**Task brief:**
Your result will be the set of lines with "MissionError", copied from the material below.

**Data provided:**

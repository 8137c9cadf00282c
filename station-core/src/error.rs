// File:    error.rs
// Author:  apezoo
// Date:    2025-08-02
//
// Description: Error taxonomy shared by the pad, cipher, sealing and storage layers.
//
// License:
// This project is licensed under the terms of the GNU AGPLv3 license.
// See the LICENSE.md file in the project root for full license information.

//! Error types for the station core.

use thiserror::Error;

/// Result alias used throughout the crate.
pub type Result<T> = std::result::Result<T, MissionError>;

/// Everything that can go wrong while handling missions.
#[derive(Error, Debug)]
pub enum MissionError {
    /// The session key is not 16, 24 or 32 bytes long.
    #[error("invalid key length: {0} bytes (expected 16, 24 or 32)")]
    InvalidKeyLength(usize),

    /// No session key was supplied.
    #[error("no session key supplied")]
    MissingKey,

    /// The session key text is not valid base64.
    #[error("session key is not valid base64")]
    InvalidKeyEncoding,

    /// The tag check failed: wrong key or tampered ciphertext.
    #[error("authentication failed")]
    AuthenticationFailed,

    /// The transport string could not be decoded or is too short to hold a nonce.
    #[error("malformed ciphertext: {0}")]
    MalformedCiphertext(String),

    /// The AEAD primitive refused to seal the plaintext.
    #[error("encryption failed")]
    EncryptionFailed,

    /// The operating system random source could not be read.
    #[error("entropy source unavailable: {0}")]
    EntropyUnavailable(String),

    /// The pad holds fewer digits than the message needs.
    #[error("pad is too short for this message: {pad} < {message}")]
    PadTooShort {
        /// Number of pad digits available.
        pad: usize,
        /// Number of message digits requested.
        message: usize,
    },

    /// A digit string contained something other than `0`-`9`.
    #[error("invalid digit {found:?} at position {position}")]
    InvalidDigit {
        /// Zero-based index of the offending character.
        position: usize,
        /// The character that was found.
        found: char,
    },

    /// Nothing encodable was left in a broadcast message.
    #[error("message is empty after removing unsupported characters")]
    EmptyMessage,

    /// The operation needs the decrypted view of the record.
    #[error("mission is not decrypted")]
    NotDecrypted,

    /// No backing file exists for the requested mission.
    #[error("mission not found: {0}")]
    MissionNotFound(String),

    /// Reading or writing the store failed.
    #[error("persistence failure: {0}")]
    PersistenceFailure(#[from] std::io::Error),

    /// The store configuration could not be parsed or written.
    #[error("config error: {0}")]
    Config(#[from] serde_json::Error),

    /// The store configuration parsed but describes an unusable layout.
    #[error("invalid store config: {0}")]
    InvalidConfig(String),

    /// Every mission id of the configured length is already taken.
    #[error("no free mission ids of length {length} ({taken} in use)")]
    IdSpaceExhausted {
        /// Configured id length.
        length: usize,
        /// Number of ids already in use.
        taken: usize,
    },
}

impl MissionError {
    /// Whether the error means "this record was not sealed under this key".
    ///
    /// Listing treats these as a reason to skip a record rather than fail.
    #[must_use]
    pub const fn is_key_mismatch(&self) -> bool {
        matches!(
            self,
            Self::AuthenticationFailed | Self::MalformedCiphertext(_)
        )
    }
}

**Output of the task:**
pub type Result<T> = std::result::Result<T, MissionError>;
pub enum MissionError {
impl MissionError {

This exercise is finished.